══ Data provided

//! Construction and injection for objects that live outside the registry.

use std::fmt;
use std::sync::Arc;

use crate::context::ContextNode;
use crate::contracts::ComponentLookupExt;
use crate::errors::ContextError;
use crate::injection::{inject_capabilities, Capability, Injectable, InjectionRecord};

/// Handle returned by [`ContextNode::autowire_capable_factory`]. Every call
/// re-checks the owning context's lifecycle, so a retained factory stops
/// working once the context closes.
#[derive(Clone)]
pub struct AutowireFactory {
    node: Arc<ContextNode>,
}

impl fmt::Debug for AutowireFactory {
    fn fmt(&self, f: &mut fmt::Formatter<'_>) -> fmt::Result {
        f.debug_struct("AutowireFactory")
            .field("context", &self.node.display_name())
            .finish()
    }
}

impl AutowireFactory {
    pub(crate) fn new(node: Arc<ContextNode>) -> Self {
        Self { node }
    }

    pub fn context(&self) -> &Arc<ContextNode> {
        &self.node
    }

    /// Run the injection protocol on `target`. Each call starts a fresh
    /// record, so callers own the at-most-once guarantee for their instance.
    pub fn initialize(&self, target: &dyn Injectable) -> Result<Vec<Capability>, ContextError> {
        self.node.gate().ensure_active("initialize external object")?;
        let record = InjectionRecord::default();
        let injected = inject_capabilities(target, &record, &self.node.capability_source())?;
        tracing::debug!(
            context = %self.node.display_name(),
            capabilities = ?injected,
            "external object initialized"
        );
        Ok(injected)
    }

    pub fn resolve<T: ?Sized + Send + Sync + 'static>(&self) -> Result<Arc<T>, ContextError> {
        self.node.gate().ensure_active("resolve dependency")?;
        self.node.get_by_type::<T>()
    }

    pub fn resolve_named<T: ?Sized + Send + Sync + 'static>(
        &self,
        name: &str,
    ) -> Result<Arc<T>, ContextError> {
        self.node.gate().ensure_active("resolve dependency")?;
        self.node.get::<T>(name)
    }

    /// Build with `build`, which may resolve dependencies through the
    /// factory, then initialize the result.
    pub fn create<T, F>(&self, build: F) -> Result<Arc<T>, ContextError>
    where
        T: Injectable + 'static,
        F: FnOnce(&AutowireFactory) -> Result<T, ContextError>,
    {
        self.node.gate().ensure_active("create object")?;
        let object = Arc::new(build(self)?);
        self.initialize(object.as_ref())?;
        Ok(object)
    }
}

════

Work to complete — The response has to match the data exactly, line for line.

Response area —
//! Construction and injection for objects that live outside the registry.

use std::fmt;
use std::sync::Arc;

use crate::context::ContextNode;
use crate::contracts::ComponentLookupExt;
use crate::errors::ContextError;
use crate::injection::{inject_capabilities, Capability, Injectable, InjectionRecord};

/// Handle returned by [`ContextNode::autowire_capable_factory`]. Every call
/// re-checks the owning context's lifecycle, so a retained factory stops
/// working once the context closes.
#[derive(Clone)]
pub struct AutowireFactory {
    node: Arc<ContextNode>,
}

impl fmt::Debug for AutowireFactory {
    fn fmt(&self, f: &mut fmt::Formatter<'_>) -> fmt::Result {
        f.debug_struct("AutowireFactory")
            .field("context", &self.node.display_name())
            .finish()
    }
}

impl AutowireFactory {
    pub(crate) fn new(node: Arc<ContextNode>) -> Self {
        Self { node }
    }

    pub fn context(&self) -> &Arc<ContextNode> {
        &self.node
    }

    /// Run the injection protocol on `target`. Each call starts a fresh
    /// record, so callers own the at-most-once guarantee for their instance.
    pub fn initialize(&self, target: &dyn Injectable) -> Result<Vec<Capability>, ContextError> {
        self.node.gate().ensure_active("initialize external object")?;
        let record = InjectionRecord::default();
        let injected = inject_capabilities(target, &record, &self.node.capability_source())?;
        tracing::debug!(
            context = %self.node.display_name(),
            capabilities = ?injected,
            "external object initialized"
        );
        Ok(injected)
    }

    pub fn resolve<T: ?Sized + Send + Sync + 'static>(&self) -> Result<Arc<T>, ContextError> {
        self.node.gate().ensure_active("resolve dependency")?;
        self.node.get_by_type::<T>()
    }

    pub fn resolve_named<T: ?Sized + Send + Sync + 'static>(
        &self,
        name: &str,
    ) -> Result<Arc<T>, ContextError> {
        self.node.gate().ensure_active("resolve dependency")?;
        self.node.get::<T>(name)
    }

    /// Build with `build`, which may resolve dependencies through the
    /// factory, then initialize the result.
    pub fn create<T, F>(&self, build: F) -> Result<Arc<T>, ContextError>
    where
        T: Injectable + 'static,
        F: FnOnce(&AutowireFactory) -> Result<T, ContextError>,
    {
        self.node.gate().ensure_active("create object")?;
        let object = Arc::new(build(self)?);
        self.initialize(object.as_ref())?;
        Ok(object)
    }
}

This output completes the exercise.